DIRECTIONS FOR THIS TASK: Only the lines from the start of the entries up to and including the line with "are filled in" should be written out, exactly as they stand.

Stored data entries

□ □ □

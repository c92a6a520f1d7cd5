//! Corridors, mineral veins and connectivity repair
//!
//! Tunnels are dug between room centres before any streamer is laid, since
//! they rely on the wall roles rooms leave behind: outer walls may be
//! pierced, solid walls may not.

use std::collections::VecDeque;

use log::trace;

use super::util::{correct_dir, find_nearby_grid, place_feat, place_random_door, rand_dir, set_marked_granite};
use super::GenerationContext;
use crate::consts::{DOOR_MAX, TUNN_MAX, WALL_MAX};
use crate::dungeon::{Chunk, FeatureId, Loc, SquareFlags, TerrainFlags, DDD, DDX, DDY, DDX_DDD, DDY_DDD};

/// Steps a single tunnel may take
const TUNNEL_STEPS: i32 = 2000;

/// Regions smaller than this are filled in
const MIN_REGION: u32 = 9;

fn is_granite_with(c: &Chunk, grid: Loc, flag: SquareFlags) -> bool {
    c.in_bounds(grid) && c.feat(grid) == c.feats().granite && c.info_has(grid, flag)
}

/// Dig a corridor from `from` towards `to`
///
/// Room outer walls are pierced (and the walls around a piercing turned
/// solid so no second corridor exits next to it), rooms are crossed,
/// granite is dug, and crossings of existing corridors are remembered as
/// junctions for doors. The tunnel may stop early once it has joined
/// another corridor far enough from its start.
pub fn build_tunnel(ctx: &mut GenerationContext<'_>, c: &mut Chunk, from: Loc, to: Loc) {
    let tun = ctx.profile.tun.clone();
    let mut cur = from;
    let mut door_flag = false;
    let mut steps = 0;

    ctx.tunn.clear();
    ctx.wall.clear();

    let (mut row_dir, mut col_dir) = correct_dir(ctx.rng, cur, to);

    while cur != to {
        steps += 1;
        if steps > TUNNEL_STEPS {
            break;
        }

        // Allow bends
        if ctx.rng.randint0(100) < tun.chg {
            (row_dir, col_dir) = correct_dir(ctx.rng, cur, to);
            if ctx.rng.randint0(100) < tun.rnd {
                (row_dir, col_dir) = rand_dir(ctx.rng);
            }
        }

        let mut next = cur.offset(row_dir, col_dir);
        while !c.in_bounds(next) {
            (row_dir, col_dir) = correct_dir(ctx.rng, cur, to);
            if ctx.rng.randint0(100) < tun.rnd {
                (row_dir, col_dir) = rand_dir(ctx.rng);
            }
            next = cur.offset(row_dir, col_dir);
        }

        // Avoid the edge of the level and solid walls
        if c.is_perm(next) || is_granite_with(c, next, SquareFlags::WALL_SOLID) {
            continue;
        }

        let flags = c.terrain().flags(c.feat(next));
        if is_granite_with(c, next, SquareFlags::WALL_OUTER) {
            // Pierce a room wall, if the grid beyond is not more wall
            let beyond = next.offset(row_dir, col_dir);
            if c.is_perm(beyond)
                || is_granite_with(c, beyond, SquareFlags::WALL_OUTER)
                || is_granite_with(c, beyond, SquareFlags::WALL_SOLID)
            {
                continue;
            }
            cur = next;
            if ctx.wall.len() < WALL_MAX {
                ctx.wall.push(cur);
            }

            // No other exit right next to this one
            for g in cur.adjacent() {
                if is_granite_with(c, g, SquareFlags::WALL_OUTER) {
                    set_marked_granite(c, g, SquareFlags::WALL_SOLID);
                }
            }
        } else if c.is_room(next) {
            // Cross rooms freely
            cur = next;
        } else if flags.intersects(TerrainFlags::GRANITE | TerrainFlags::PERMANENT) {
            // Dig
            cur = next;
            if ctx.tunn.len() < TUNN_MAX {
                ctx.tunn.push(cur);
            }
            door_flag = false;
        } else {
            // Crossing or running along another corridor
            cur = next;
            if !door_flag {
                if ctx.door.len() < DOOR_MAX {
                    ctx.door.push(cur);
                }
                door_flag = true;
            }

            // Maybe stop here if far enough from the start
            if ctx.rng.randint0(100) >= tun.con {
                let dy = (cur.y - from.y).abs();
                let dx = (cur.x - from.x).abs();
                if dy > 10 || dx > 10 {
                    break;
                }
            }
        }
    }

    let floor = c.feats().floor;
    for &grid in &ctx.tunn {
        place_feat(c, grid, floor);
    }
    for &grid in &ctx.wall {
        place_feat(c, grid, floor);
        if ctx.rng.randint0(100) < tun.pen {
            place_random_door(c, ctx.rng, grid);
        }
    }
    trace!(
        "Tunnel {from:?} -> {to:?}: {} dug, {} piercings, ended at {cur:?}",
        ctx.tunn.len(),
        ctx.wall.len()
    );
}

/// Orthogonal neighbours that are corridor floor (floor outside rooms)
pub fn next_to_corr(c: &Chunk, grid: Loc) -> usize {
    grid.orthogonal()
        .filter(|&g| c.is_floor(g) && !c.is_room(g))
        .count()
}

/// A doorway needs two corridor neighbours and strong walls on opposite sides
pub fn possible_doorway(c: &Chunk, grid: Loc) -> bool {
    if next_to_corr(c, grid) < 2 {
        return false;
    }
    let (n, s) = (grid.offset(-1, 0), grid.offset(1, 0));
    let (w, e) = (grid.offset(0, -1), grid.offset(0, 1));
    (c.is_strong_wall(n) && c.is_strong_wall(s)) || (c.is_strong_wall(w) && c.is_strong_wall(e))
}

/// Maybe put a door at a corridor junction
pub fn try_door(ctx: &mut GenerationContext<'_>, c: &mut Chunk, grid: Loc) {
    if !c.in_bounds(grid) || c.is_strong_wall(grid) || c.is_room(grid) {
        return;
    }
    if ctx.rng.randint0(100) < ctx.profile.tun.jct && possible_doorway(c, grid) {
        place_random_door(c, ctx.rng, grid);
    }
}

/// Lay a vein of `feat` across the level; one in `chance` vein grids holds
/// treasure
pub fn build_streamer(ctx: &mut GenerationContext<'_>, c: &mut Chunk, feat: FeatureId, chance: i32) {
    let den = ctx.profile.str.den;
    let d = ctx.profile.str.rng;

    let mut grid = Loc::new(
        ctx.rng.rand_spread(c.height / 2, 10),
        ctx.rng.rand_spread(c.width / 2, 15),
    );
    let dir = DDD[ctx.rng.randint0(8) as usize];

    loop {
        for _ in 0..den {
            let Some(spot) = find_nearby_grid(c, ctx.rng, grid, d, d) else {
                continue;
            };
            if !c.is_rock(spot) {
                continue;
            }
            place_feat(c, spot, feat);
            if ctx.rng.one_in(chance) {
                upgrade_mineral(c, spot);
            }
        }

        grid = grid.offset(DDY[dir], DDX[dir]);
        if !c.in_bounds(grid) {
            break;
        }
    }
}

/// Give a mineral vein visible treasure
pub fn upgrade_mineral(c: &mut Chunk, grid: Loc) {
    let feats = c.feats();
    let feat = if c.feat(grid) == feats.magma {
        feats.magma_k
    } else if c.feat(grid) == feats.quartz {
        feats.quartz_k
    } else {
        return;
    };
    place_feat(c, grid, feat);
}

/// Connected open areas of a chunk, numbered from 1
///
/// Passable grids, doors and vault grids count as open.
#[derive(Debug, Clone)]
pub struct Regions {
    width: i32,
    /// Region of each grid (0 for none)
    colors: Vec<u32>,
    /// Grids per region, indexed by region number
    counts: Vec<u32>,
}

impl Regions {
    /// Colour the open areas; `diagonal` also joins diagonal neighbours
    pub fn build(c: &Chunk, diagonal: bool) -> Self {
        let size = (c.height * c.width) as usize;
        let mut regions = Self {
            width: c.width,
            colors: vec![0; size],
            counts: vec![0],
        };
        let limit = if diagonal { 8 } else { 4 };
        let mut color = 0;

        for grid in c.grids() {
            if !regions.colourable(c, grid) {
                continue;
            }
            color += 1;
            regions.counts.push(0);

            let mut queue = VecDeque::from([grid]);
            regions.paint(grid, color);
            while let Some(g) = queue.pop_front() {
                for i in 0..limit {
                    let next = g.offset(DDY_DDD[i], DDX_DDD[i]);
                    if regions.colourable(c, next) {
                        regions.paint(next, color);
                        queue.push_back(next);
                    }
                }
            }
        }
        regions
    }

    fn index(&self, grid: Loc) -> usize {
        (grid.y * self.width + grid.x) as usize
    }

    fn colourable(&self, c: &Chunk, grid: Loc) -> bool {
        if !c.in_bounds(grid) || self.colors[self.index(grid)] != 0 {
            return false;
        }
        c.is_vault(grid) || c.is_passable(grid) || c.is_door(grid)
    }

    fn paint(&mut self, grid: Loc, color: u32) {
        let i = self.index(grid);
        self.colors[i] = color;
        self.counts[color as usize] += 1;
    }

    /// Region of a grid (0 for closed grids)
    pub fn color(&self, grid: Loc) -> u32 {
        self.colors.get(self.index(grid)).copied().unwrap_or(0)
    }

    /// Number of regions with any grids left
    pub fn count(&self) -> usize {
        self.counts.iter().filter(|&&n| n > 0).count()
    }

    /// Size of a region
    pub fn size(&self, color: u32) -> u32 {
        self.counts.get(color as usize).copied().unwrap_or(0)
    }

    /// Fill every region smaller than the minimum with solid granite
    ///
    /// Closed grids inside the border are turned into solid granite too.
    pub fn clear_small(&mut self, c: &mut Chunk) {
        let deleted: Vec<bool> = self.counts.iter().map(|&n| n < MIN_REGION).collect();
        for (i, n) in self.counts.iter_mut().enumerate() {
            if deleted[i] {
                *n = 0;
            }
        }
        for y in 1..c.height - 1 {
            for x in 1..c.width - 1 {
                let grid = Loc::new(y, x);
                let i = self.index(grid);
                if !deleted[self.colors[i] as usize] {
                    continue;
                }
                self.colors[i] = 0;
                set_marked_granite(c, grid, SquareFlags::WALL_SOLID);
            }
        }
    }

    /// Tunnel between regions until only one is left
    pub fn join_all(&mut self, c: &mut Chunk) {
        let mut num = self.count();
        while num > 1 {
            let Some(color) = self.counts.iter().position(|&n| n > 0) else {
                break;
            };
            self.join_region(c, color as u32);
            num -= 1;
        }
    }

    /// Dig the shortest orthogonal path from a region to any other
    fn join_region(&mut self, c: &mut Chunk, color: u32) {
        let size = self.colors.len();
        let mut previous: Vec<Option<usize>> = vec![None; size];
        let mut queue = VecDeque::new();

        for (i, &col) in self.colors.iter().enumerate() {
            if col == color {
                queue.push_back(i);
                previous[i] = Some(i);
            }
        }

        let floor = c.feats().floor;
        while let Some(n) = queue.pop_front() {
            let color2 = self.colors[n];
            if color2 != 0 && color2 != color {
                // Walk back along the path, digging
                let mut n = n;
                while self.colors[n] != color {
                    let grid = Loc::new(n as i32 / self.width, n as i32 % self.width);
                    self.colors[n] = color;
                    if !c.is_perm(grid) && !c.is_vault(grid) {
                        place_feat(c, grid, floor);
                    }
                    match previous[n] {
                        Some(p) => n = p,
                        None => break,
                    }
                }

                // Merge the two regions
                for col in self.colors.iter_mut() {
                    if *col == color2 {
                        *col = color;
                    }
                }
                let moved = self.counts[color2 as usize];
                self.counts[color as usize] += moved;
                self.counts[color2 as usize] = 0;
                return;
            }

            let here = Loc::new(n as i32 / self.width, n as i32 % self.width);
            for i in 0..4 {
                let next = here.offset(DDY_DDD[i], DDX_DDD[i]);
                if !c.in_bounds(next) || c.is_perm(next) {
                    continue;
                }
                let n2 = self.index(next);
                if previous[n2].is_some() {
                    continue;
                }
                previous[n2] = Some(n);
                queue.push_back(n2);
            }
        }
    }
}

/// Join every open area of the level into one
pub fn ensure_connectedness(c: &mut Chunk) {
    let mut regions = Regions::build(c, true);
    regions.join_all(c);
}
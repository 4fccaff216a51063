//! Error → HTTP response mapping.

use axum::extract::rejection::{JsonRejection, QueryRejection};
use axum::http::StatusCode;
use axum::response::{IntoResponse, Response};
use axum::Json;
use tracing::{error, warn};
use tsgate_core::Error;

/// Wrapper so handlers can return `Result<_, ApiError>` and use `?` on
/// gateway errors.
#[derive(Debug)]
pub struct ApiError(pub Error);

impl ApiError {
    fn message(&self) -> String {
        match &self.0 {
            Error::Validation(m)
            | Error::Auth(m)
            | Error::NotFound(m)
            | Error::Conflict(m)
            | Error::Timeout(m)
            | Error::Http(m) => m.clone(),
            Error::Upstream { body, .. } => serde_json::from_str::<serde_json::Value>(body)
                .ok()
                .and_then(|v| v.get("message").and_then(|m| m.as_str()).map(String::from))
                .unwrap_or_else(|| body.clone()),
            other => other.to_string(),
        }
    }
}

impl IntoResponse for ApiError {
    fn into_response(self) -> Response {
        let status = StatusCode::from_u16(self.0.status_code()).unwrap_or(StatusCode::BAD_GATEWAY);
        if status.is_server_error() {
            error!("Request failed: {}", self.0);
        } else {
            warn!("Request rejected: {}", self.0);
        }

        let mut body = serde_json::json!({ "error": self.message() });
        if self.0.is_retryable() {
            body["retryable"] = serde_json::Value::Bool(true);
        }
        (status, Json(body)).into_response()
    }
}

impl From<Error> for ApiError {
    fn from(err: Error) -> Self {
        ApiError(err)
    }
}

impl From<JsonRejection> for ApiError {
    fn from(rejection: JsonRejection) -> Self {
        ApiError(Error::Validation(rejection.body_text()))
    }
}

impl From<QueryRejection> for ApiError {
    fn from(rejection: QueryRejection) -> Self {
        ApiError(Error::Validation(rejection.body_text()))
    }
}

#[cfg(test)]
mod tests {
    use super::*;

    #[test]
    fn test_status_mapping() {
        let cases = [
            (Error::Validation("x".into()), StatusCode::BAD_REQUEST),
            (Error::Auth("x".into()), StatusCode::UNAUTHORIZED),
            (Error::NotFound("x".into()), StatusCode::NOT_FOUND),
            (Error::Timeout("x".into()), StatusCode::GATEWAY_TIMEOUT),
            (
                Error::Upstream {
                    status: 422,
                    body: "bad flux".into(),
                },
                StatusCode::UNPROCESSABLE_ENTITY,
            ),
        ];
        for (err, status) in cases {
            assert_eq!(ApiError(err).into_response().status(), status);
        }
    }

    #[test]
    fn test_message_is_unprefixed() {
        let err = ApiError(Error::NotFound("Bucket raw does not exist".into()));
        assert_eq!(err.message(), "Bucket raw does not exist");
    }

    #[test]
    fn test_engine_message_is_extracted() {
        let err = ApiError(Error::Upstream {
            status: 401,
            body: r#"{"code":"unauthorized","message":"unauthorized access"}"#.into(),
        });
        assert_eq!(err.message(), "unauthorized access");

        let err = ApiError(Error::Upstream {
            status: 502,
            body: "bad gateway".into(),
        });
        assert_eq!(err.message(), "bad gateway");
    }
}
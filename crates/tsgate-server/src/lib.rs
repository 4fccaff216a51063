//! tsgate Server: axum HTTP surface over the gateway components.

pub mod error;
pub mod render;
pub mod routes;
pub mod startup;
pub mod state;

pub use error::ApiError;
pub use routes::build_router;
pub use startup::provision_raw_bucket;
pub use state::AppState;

□ □ □

RESULT:
repository c92a6a520f1d7cd5
//! Corridors, mineral veins and connectivity repair
//!
//! Tunnels are dug between room centres before any streamer is laid, since
//! they rely on the wall roles rooms leave behind: outer walls may be
//! pierced, solid walls may not.

use std::collections::VecDeque;

use log::trace;

use super::util::{correct_dir, find_nearby_grid, place_feat, place_random_door, rand_dir, set_marked_granite};
use super::GenerationContext;
use crate::consts::{DOOR_MAX, TUNN_MAX, WALL_MAX};
use crate::dungeon::{Chunk, FeatureId, Loc, SquareFlags, TerrainFlags, DDD, DDX, DDY, DDX_DDD, DDY_DDD};

/// Steps a single tunnel may take
const TUNNEL_STEPS: i32 = 2000;

/// Regions smaller than this are filled in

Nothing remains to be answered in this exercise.